● **INPUT RECORDS**:
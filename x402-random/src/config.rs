//! Process configuration.
//!
//! Every option can be given as a flag or through the environment. [`Cli`] is
//! validated once into an immutable [`AppConfig`] at startup.

use std::net::{IpAddr, SocketAddr};

use clap::{Parser, ValueEnum};
use url::Url;
use x402_kit::{
    facilitator_client::{FacilitatorClient, FacilitatorClientError},
    networks::evm::{AddressError, EvmAddress, KnownNetwork, UnknownNetwork},
    price::{Price, PriceError},
};

/// Path of the paid endpoint.
pub const RANDOM_PATH: &str = "/api/random";

#[derive(Debug, Clone, Copy, PartialEq, Eq, Default, ValueEnum)]
pub enum FacilitatorPreset {
    /// https://x402.org/facilitator (testnets, no credentials)
    #[default]
    X402Org,
    /// https://facilitator.payai.network
    Payai,
}

#[derive(Debug, Clone, Copy, PartialEq, Eq, Default, ValueEnum)]
pub enum LogFormat {
    #[default]
    Compact,
    Json,
}

#[derive(Debug, Clone, Parser)]
#[command(name = "x402-random")]
#[command(about = "A random number service that charges per call with x402")]
pub struct Cli {
    /// Address that receives payments.
    #[arg(
        long,
        env = "X402_WALLET_ADDRESS",
        default_value = "0x0000000000000000000000000000000000000000"
    )]
    pub wallet_address: String,

    /// Network to accept payments on (base or base-sepolia).
    #[arg(long, env = "X402_NETWORK", default_value = "base-sepolia")]
    pub network: String,

    /// Price per call in dollars.
    #[arg(long, env = "X402_PRICE", default_value = "$0.01")]
    pub price: String,

    /// Upper bound for verifying and settling one payment.
    #[arg(long, env = "X402_MAX_TIMEOUT_SECONDS", default_value_t = 60)]
    pub max_timeout_seconds: u64,

    #[arg(long, env = "X402_FACILITATOR", value_enum, default_value_t = FacilitatorPreset::X402Org)]
    pub facilitator: FacilitatorPreset,

    /// Facilitator base URL; overrides the preset.
    #[arg(long, env = "FACILITATOR_URL")]
    pub facilitator_url: Option<String>,

    /// Bearer token sent to the facilitator.
    #[arg(long, env = "FACILITATOR_API_KEY", hide_env_values = true)]
    pub facilitator_api_key: Option<String>,

    /// Public base URL of this service, used in payment requirements.
    #[arg(long, env = "PUBLIC_URL", default_value = "http://localhost:3000")]
    pub public_url: String,

    #[arg(long, env = "HOST", default_value = "0.0.0.0")]
    pub host: IpAddr,

    #[arg(long, env = "PORT", default_value_t = 3000)]
    pub port: u16,

    #[arg(long, env = "LOG_FORMAT", value_enum, default_value_t = LogFormat::Compact)]
    pub log_format: LogFormat,
}

#[derive(Debug, thiserror::Error)]
pub enum ConfigError {
    #[error("invalid wallet address '{address}': {source}")]
    InvalidWalletAddress {
        address: String,
        source: AddressError,
    },
    #[error(transparent)]
    InvalidNetwork(#[from] UnknownNetwork),
    #[error("invalid price: {0}")]
    InvalidPrice(#[from] PriceError),
    #[error("price must be greater than zero")]
    ZeroPrice,
    #[error("max timeout must be at least one second")]
    ZeroTimeout,
    #[error("invalid {name} '{value}': {source}")]
    InvalidUrl {
        name: &'static str,
        value: String,
        source: url::ParseError,
    },
    #[error("facilitator client: {0}")]
    Facilitator(#[from] FacilitatorClientError),
}

#[derive(Debug, Clone, PartialEq, Eq)]
pub struct FacilitatorConfig {
    pub preset: FacilitatorPreset,
    pub url: Option<Url>,
    pub api_key: Option<String>,
}

impl FacilitatorConfig {
    /// Build the HTTP client for this configuration.
    pub fn client(&self) -> Result<FacilitatorClient, ConfigError> {
        let client = match (&self.url, self.preset) {
            (Some(url), _) => FacilitatorClient::from_url(url.clone()),
            (None, FacilitatorPreset::X402Org) => FacilitatorClient::x402_org()?,
            (None, FacilitatorPreset::Payai) => FacilitatorClient::payai()?,
        };

        match &self.api_key {
            Some(api_key) => Ok(client.with_bearer_token(api_key)?),
            None => Ok(client),
        }
    }
}

/// Validated, immutable configuration.
#[derive(Debug, Clone, PartialEq, Eq)]
pub struct AppConfig {
    pub pay_to: EvmAddress,
    pub network: KnownNetwork,
    pub price: Price,
    pub max_timeout_seconds: u64,
    pub facilitator: FacilitatorConfig,
    /// Full URL of the paid endpoint.
    pub resource_url: Url,
    pub listen_addr: SocketAddr,
    pub log_format: LogFormat,
}

impl AppConfig {
    pub fn from_cli(cli: Cli) -> Result<Self, ConfigError> {
        let pay_to = cli.wallet_address.parse::<EvmAddress>().map_err(|source| {
            ConfigError::InvalidWalletAddress {
                address: cli.wallet_address.clone(),
                source,
            }
        })?;

        let network: KnownNetwork = cli.network.parse()?;

        let price: Price = cli.price.parse()?;
        if price.is_zero() {
            return Err(ConfigError::ZeroPrice);
        }
        price.to_atomic_units(network.usdc().decimals)?;

        if cli.max_timeout_seconds == 0 {
            return Err(ConfigError::ZeroTimeout);
        }

        let facilitator_url = cli
            .facilitator_url
            .as_deref()
            .map(|value| parse_url("FACILITATOR_URL", value))
            .transpose()?;

        let resource_url = parse_url("PUBLIC_URL", &cli.public_url)?
            .join(RANDOM_PATH)
            .map_err(|source| ConfigError::InvalidUrl {
                name: "PUBLIC_URL",
                value: cli.public_url.clone(),
                source,
            })?;

        Ok(AppConfig {
            pay_to,
            network,
            price,
            max_timeout_seconds: cli.max_timeout_seconds,
            facilitator: FacilitatorConfig {
                preset: cli.facilitator,
                url: facilitator_url,
                api_key: cli.facilitator_api_key.filter(|key| !key.is_empty()),
            },
            resource_url,
            listen_addr: SocketAddr::new(cli.host, cli.port),
            log_format: cli.log_format,
        })
    }
}

fn parse_url(name: &'static str, value: &str) -> Result<Url, ConfigError> {
    Url::parse(value).map_err(|source| ConfigError::InvalidUrl {
        name,
        value: value.to_string(),
        source,
    })
}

● **WHAT IS REQUIRED**: Look through the data above for the string "ConfigError" and copy every line where it appears.

● **ANSWER TO THE EXERCISE**:
pub enum ConfigError {
    pub fn client(&self) -> Result<FacilitatorClient, ConfigError> {
    pub fn from_cli(cli: Cli) -> Result<Self, ConfigError> {
            ConfigError::InvalidWalletAddress {
            return Err(ConfigError::ZeroPrice);
            return Err(ConfigError::ZeroTimeout);
            .map_err(|source| ConfigError::InvalidUrl {
fn parse_url(name: &'static str, value: &str) -> Result<Url, ConfigError> {
    Url::parse(value).map_err(|source| ConfigError::InvalidUrl {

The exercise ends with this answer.